*** Source data Section Begins ***
//! 课程实体

use sea_orm::entity::prelude::*;

#[derive(Clone, Debug, PartialEq, DeriveEntityModel)]
#[sea_orm(table_name = "courses")]
pub struct Model {
    #[sea_orm(primary_key)]
    pub id: i64,
    pub title: String,
    pub instructor_id: i64,
    // JSON 数组，如 "[2,5]"
    #[sea_orm(column_type = "Text")]
    pub collaborator_ids: String,
    pub status: String,
    // 章节树 JSON（Chapter -> Section -> ContentItem）
    #[sea_orm(column_type = "Text")]
    pub chapters: String,
    pub created_at: i64,
    pub updated_at: i64,
}

#[derive(Copy, Clone, Debug, EnumIter, DeriveRelation)]
pub enum Relation {
    #[sea_orm(has_many = "super::submissions::Entity")]
    Submissions,
}

impl Related<super::submissions::Entity> for Entity {
    fn to() -> RelationDef {
        Relation::Submissions.def()
    }
}

impl ActiveModelBehavior for ActiveModel {}

// 从数据库模型转换为业务模型
impl Model {
    pub fn into_course(self) -> crate::models::courses::entities::Course {
        use crate::models::courses::entities::{Course, CourseStatus};
        use chrono::{DateTime, Utc};

        Course {
            id: self.id,
            title: self.title,
            instructor_id: self.instructor_id,
            collaborator_ids: serde_json::from_str(&self.collaborator_ids).unwrap_or_default(),
            status: self
                .status
                .parse::<CourseStatus>()
                .unwrap_or(CourseStatus::Draft),
            chapters: serde_json::from_str(&self.chapters).unwrap_or_default(),
            created_at: DateTime::<Utc>::from_timestamp(self.created_at, 0).unwrap_or_default(),
            updated_at: DateTime::<Utc>::from_timestamp(self.updated_at, 0).unwrap_or_default(),
        }
    }
}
*** Source data Section Ends ***
→ **Directions**
Every entry above should be transcribed exactly and in full.

→ **Finished exercise**
//! 课程实体

use sea_orm::entity::prelude::*;

#[derive(Clone, Debug, PartialEq, DeriveEntityModel)]
#[sea_orm(table_name = "courses")]
pub struct Model {
    #[sea_orm(primary_key)]
    pub id: i64,
    pub title: String,
    pub instructor_id: i64,
    // JSON 数组，如 "[2,5]"
    #[sea_orm(column_type = "Text")]
    pub collaborator_ids: String,
    pub status: String,
    // 章节树 JSON（Chapter -> Section -> ContentItem）
    #[sea_orm(column_type = "Text")]
    pub chapters: String,
    pub created_at: i64,
    pub updated_at: i64,
}

#[derive(Copy, Clone, Debug, EnumIter, DeriveRelation)]
pub enum Relation {
    #[sea_orm(has_many = "super::submissions::Entity")]
    Submissions,
}

impl Related<super::submissions::Entity> for Entity {
    fn to() -> RelationDef {
        Relation::Submissions.def()
    }
}

impl ActiveModelBehavior for ActiveModel {}

// 从数据库模型转换为业务模型
impl Model {
    pub fn into_course(self) -> crate::models::courses::entities::Course {
        use crate::models::courses::entities::{Course, CourseStatus};
        use chrono::{DateTime, Utc};

        Course {
            id: self.id,
            title: self.title,
            instructor_id: self.instructor_id,
            collaborator_ids: serde_json::from_str(&self.collaborator_ids).unwrap_or_default(),
            status: self
                .status
                .parse::<CourseStatus>()
                .unwrap_or(CourseStatus::Draft),
            chapters: serde_json::from_str(&self.chapters).unwrap_or_default(),
            created_at: DateTime::<Utc>::from_timestamp(self.created_at, 0).unwrap_or_default(),
            updated_at: DateTime::<Utc>::from_timestamp(self.updated_at, 0).unwrap_or_default(),
        }
    }
}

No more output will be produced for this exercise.